La cosa es que conseguí otra acreditación de prensa para el recital de este martes, para una crónica que todavía no publiqué porque, habiendo pasado ya varios días, la banda sigue sin aprobar el material fotográfico disponible. Había escuchado en su momento los últimos discos que sacaron. No me había pasado nada pero quería volver a verlos. Tampoco me había enterado, hasta esa misma tarde por un comentario de mi sobrina, que los propios hijos adoptivos de Ninja y Yolandi los habían denunciado por explotación infantil y por distintos hechos de violencia, abuso o de exposición a situaciones en el espectro mala onda de lo friki.
Me sentí raro todo el tiempo que duró el show, y todavía dudo de qué voy a terminar escribiendo para el diario. Estoy a dos voces internas, como cuando Ninja agarró a un nene del público que le arrimaron y lo subió en hombros al escenario. La sensación fue casi 50/50 entre "qué flashero esto para ese nene" y "violín de mierda, no toques a ese pibe".
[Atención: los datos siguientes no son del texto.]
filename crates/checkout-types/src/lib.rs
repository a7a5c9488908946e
//! checkout-types: checkout domain records and the ports the checkout services depend on

pub mod domain;
pub mod ports;
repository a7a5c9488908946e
pub mod http;
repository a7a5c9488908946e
use async_trait::async_trait;

use crate::domain::session::{SessionId, SessionState};
use crate::ports::order_repository::RepoError;

#[async_trait]
pub trait SessionStorage: Send + Sync + 'static {
    async fn load(&self, id: &SessionId) -> Result<Option<SessionState>, RepoError>;
    async fn save(&self, id: &SessionId, state: SessionState) -> Result<(), RepoError>;
    async fn remove(&self, id: &SessionId) -> Result<bool, RepoError>;
}
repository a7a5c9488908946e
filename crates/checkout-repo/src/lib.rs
#[cfg(not(feature = "memory"))]
compile_error!("Enable a repo feature: `memory`.");

pub mod context;
pub mod events;
#[cfg(feature = "memory")]
pub mod memory;

#[cfg(feature = "memory")]
pub type Repo = memory::InMemoryRepo;

/// Backing store for every checkout port except the request context.
#[cfg(feature = "memory")]
pub fn build_repo() -> Repo {
    memory::InMemoryRepo::new()
}
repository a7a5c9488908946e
use anyhow::Context;
use checkout_types::domain::store::{Store, StoreId, WebsiteId};
use std::env;

#[derive(Debug, Clone)]
pub struct Config {
    pub server_port: String,
    pub store_id: StoreId,
    pub website_id: WebsiteId,
}

impl Config {
    pub fn from_env() -> anyhow::Result<Self> {
        let server_port = env::var("SERVER_PORT").unwrap_or_else(|_| "3000".into());
        let store_id = parse_id("STORE_ID")?;
        let website_id = parse_id("WEBSITE_ID")?;
        Ok(Self {
            server_port,
            store_id,
            website_id,
        })
    }

    pub fn store(&self) -> Store {
        Store::new(self.store_id, self.website_id)
    }
}

fn parse_id(key: &str) -> anyhow::Result<u32> {
    match env::var(key) {
        Ok(raw) => raw
            .trim()
            .parse()
            .with_context(|| format!("{key} must be a non-negative integer, got {raw:?}")),
        Err(_) => Ok(1),
    }
}
//! Request context the checkout session reads but does not own.

use async_trait::async_trait;

use crate::domain::event::CheckoutEvent;
use crate::domain::quote::CustomerId;
use crate::domain::store::Store;

pub trait StoreResolver: Send + Sync + 'static {
    fn current_store(&self) -> Store;
}

pub trait CustomerSession: Send + Sync + 'static {
    fn is_logged_in(&self) -> bool;
    fn customer_id(&self) -> Option<CustomerId>;
}

/// Fire-and-forget notification of checkout events.
#[async_trait]
pub trait EventDispatcher: Send + Sync + 'static {
    async fn dispatch(&self, event: CheckoutEvent);
}
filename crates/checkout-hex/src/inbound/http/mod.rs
mod server;

pub use server::{HttpServer, HttpServerConfig, TotalsApi};
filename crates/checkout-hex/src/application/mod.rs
pub mod checkout_session;
pub mod totals_information;
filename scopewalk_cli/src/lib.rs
use std::path::PathBuf;

use clap::Parser;
use clap::Subcommand;
use clap::ValueEnum;

#[derive(Parser)]
#[command(
	author,
	version,
	about = "Rewrite delimited blocks in source files.",
	long_about = "scopewalk rewrites delimited blocks inside source files, skipping anything \
	              inside string literals.\n\nBy default it compiles backtick template literals \
	              with `{expr}` interpolation into plain string concatenation.\n\nQuick \
	              start:\n  scopewalk transform page.php     Print the rewritten file\n  \
	              scopewalk check page.php         Report unterminated blocks and literals\n  \
	              scopewalk materialize page.php   Write the rewritten file to a temp path"
)]
pub struct ScopewalkCli {
	#[command(subcommand)]
	pub command: Option<Commands>,

	/// Path to a config file. Defaults to the first of `scopewalk.toml`,
	/// `.scopewalk.toml` or `.config/scopewalk.toml` in the current directory.
	#[arg(long, short, global = true)]
	pub config: Option<PathBuf>,

	/// Use a built-in rule set. Ignored when the config defines its own rules.
	#[arg(long, global = true, value_enum)]
	pub preset: Option<PresetArg>,

	/// How literal bodies are normalized. Overrides the config.
	#[arg(long, global = true, value_enum)]
	pub mode: Option<ModeArg>,

	/// Enable verbose output.
	#[arg(long, short, global = true, default_value_t = false)]
	pub verbose: bool,

	/// Disable colored output.
	#[arg(long, global = true, default_value_t = false)]
	pub no_color: bool,
}

#[derive(Subcommand)]
pub enum Commands {
	/// Print the rewritten contents of a file.
	///
	/// Unterminated blocks and literals are passed through unchanged. Use
	/// `check` to find them.
	Transform {
		/// The source file to rewrite.
		file: PathBuf,

		/// Write the output to this file instead of stdout.
		#[arg(long, short)]
		output: Option<PathBuf>,

		/// Show a unified diff between the source and the rewritten output
		/// instead of the output itself.
		#[arg(long, default_value_t = false)]
		diff: bool,
	},
	/// Report unterminated scopes, blocks and string literals.
	///
	/// Exits with status 1 when anything is reported, which makes it suitable
	/// for CI.
	Check {
		/// The source file to check.
		file: PathBuf,

		/// Output format. Use `text` for human-readable output or `json` for
		/// programmatic consumption.
		#[arg(long, value_enum, default_value_t = OutputFormat::Text)]
		format: OutputFormat,
	},
	/// Write the rewritten file to a temporary location and print its path.
	///
	/// The file name embeds the original path and keeps its extension. It is
	/// not removed afterwards.
	Materialize {
		/// The source file to rewrite.
		file: PathBuf,
	},
}

#[derive(Debug, Clone, Copy, PartialEq, Eq, ValueEnum)]
pub enum OutputFormat {
	/// Human-readable text output.
	Text,
	/// JSON output for programmatic consumption.
	Json,
}

#[derive(Debug, Clone, Copy, PartialEq, Eq, ValueEnum)]
pub enum PresetArg {
	/// Backtick literals compiled to string concatenation.
	PhpLiteral,
	/// Backtick literals compiled to an `interleave(...)` call.
	PhpTagged,
}

impl From<PresetArg> for scopewalk_core::presets::Preset {
	fn from(preset: PresetArg) -> Self {
		match preset {
			PresetArg::PhpLiteral => Self::PhpLiteral,
			PresetArg::PhpTagged => Self::PhpTagged,
		}
	}
}

#[derive(Debug, Clone, Copy, PartialEq, Eq, ValueEnum)]
pub enum ModeArg {
	/// Escape sequences stay inert and every quote is escaped.
	Strict,
	/// Escape sequences for newline and carriage return become real control
	/// characters.
	Lenient,
}

impl From<ModeArg> for scopewalk_core::Mode {
	fn from(mode: ModeArg) -> Self {
		match mode {
			ModeArg::Strict => Self::Strict,
			ModeArg::Lenient => Self::Lenient,
		}
	}
}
No tengo muy claro cómo me paro ante la llamada cultura de la cancelación. En todo caso, tampoco siento tener que ser unánime en mis reacciones ante las denuncias, los rumores o las confirmaciones que escucho o leo por ahí. Sé con total seguridad que repudio el abuso y que quiero que se condene en todos los ámbitos y siempre. Propongo especialmente que el abuso infantil se castigue con los máximos y más dolorosos recursos de vilipendio que existan; y lo dejo por escrito: a los violadores de niños ni justicia. Pero no sé bien qué onda con escuchar discos de El Otro Yo, Die Antwoord o Arcade Fire, por ejemplo. Todos denunciados, todos cancelados.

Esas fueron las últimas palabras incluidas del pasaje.